◆ ABOUT THIS TASK:
Where does the word "JobPlatform" occur in the entries below? Copy every line that has it.

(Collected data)
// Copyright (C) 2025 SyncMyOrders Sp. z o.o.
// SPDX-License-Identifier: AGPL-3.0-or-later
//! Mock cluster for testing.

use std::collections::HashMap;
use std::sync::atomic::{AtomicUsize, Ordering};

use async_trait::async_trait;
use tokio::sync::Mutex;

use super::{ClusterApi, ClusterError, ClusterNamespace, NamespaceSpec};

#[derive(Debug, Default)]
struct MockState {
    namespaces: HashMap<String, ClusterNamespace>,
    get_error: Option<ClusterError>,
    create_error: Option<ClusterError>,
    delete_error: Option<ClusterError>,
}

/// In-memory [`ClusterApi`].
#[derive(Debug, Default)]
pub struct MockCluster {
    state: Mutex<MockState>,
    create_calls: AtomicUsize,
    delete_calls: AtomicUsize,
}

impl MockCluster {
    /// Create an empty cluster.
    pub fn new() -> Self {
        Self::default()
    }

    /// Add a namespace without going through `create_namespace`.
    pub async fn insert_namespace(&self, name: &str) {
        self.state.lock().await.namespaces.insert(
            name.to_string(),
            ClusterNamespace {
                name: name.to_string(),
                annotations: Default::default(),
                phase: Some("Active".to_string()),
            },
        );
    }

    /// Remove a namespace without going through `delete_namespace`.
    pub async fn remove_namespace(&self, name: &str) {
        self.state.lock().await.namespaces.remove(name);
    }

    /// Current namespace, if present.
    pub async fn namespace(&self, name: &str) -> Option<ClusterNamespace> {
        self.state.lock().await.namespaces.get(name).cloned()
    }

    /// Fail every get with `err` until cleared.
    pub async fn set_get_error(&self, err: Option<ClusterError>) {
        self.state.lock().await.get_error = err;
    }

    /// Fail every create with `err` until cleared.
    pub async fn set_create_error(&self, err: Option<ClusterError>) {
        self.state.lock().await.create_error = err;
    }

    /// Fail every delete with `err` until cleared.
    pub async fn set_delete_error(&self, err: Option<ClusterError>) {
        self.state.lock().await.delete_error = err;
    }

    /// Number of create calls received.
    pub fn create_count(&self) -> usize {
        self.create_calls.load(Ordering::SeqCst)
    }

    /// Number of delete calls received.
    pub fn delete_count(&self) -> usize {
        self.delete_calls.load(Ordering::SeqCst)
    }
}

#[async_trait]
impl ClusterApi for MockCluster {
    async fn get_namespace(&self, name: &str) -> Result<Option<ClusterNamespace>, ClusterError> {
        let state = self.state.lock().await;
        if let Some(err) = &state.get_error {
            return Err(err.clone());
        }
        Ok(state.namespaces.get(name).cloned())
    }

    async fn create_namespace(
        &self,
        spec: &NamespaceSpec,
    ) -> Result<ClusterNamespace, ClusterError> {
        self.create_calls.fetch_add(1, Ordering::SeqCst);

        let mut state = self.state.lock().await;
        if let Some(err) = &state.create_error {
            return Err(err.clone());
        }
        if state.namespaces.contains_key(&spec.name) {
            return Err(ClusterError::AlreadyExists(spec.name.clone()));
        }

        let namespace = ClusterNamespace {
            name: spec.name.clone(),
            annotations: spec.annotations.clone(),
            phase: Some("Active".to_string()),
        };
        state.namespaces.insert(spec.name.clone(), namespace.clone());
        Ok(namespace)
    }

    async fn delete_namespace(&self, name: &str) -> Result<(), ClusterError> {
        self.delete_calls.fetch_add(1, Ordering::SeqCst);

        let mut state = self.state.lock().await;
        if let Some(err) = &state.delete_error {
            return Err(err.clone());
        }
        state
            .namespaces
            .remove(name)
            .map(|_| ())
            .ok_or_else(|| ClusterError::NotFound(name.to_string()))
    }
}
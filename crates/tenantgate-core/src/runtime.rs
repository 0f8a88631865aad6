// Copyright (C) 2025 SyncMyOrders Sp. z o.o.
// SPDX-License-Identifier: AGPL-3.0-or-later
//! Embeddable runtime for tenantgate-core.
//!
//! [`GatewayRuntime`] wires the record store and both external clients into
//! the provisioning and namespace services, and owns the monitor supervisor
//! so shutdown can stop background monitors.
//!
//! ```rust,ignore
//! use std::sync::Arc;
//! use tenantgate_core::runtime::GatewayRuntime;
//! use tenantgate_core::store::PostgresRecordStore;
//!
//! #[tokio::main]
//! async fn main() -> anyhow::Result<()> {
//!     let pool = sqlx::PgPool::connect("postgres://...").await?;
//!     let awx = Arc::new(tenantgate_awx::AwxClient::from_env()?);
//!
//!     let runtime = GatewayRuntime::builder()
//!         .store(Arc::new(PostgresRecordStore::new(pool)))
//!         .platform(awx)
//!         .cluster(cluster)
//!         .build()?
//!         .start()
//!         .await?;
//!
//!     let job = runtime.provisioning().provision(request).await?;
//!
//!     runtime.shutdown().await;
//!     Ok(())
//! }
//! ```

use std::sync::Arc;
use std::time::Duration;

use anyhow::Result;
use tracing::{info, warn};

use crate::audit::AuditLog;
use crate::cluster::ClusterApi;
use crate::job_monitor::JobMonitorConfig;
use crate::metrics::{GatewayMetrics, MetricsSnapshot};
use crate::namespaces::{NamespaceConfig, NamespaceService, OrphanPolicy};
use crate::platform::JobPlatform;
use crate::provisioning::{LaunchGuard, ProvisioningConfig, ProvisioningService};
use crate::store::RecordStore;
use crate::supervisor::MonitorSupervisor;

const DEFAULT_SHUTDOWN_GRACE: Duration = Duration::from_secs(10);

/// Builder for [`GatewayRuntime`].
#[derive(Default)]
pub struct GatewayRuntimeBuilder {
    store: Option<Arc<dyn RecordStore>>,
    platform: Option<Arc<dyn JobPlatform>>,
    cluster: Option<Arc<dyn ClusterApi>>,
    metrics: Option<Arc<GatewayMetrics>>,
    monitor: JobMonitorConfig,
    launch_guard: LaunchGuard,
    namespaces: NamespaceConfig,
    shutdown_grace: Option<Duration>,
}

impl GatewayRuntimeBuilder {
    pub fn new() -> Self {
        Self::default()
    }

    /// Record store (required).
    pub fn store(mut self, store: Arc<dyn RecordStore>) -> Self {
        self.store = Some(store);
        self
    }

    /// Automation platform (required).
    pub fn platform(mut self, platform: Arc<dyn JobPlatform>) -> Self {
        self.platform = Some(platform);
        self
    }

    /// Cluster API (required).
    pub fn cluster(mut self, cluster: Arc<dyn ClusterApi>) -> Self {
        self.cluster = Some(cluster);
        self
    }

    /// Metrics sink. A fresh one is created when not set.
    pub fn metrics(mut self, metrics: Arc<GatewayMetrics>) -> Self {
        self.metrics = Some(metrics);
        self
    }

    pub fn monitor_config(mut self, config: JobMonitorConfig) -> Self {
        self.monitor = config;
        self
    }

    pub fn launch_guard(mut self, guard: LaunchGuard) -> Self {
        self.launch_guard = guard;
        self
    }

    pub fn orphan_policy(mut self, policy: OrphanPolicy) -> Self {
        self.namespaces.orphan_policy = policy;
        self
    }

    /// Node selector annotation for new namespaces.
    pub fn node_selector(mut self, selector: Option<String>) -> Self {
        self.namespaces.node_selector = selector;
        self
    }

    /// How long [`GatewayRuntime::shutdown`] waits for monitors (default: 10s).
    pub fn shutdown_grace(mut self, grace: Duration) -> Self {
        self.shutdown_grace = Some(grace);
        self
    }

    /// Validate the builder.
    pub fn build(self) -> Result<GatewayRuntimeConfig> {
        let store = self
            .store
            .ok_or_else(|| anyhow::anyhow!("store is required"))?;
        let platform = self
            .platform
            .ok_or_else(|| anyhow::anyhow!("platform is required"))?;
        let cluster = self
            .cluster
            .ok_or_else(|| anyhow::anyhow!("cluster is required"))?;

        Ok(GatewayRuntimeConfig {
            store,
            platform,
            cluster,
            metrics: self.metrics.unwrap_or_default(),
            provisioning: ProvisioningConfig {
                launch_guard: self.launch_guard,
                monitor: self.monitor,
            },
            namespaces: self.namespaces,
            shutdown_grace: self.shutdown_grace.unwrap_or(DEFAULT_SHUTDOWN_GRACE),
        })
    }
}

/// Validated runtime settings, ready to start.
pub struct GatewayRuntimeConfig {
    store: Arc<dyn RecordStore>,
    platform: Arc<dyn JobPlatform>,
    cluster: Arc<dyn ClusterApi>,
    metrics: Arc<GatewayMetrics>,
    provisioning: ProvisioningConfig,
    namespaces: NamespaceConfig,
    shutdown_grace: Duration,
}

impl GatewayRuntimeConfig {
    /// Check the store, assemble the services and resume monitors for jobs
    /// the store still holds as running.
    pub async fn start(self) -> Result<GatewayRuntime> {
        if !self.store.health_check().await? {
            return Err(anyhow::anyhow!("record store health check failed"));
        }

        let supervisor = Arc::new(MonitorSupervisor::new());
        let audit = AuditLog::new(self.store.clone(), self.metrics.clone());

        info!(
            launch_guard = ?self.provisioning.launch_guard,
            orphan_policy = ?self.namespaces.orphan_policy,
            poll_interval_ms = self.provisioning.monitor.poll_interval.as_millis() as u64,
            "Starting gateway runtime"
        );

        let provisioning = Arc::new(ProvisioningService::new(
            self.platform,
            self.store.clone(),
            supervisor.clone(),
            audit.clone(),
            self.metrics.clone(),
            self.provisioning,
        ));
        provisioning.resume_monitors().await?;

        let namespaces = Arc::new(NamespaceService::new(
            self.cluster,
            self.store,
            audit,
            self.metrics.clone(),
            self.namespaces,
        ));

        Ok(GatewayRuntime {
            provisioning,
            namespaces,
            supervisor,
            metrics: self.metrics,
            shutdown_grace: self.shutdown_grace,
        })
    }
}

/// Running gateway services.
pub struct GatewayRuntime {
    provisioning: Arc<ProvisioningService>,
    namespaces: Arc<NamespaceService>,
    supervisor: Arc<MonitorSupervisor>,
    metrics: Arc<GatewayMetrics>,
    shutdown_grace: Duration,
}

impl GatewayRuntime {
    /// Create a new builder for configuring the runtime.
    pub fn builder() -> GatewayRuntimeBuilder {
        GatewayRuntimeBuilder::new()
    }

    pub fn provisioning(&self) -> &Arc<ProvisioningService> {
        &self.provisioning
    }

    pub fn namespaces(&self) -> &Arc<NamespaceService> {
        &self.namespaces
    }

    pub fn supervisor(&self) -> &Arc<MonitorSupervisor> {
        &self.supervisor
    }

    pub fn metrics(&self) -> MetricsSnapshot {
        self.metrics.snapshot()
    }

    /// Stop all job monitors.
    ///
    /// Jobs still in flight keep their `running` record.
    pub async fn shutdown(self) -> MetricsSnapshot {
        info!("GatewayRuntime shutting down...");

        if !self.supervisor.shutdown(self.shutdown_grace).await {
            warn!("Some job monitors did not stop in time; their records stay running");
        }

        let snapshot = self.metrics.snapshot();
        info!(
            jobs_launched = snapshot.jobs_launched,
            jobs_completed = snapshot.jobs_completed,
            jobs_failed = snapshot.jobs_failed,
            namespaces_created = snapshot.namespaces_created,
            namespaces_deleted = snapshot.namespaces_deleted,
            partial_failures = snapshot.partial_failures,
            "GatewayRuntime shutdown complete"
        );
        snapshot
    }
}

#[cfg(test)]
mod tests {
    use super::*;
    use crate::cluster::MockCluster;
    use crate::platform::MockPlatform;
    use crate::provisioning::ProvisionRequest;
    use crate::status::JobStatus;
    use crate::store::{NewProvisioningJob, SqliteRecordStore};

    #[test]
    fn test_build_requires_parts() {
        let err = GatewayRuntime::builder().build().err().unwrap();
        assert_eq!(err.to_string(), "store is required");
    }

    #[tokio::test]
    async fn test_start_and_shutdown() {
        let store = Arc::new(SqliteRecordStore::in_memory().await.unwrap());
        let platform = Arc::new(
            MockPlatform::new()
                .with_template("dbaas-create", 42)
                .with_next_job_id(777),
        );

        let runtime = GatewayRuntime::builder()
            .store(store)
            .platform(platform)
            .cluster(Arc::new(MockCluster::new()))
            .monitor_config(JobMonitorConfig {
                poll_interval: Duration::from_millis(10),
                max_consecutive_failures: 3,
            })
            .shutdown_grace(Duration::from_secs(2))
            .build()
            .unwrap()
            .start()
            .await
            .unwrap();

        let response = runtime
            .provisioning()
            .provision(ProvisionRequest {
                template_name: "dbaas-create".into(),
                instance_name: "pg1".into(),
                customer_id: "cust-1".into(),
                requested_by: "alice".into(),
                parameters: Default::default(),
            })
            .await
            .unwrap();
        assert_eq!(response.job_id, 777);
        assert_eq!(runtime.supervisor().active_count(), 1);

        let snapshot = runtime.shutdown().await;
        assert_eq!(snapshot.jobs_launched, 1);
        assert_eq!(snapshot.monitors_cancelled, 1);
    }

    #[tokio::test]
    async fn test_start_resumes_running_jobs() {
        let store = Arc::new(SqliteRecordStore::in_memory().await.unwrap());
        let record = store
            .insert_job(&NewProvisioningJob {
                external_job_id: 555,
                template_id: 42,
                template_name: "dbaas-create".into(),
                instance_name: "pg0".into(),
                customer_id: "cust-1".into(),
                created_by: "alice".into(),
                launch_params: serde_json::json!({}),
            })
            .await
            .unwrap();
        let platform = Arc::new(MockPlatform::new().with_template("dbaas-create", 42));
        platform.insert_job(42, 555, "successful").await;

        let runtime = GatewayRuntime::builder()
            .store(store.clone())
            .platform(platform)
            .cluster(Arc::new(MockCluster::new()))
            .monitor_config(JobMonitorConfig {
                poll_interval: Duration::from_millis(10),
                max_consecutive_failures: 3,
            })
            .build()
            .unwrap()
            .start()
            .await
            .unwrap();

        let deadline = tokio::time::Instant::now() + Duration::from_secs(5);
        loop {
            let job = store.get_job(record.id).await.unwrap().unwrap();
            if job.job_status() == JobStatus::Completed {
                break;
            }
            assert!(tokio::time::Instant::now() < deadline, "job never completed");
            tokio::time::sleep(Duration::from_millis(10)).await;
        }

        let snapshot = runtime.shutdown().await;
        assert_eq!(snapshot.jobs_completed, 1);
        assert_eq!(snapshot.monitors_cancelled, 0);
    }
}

◆ SOLUTION TO THE PROBLEM:
use crate::platform::JobPlatform;
    platform: Option<Arc<dyn JobPlatform>>,
    pub fn platform(mut self, platform: Arc<dyn JobPlatform>) -> Self {
    platform: Arc<dyn JobPlatform>,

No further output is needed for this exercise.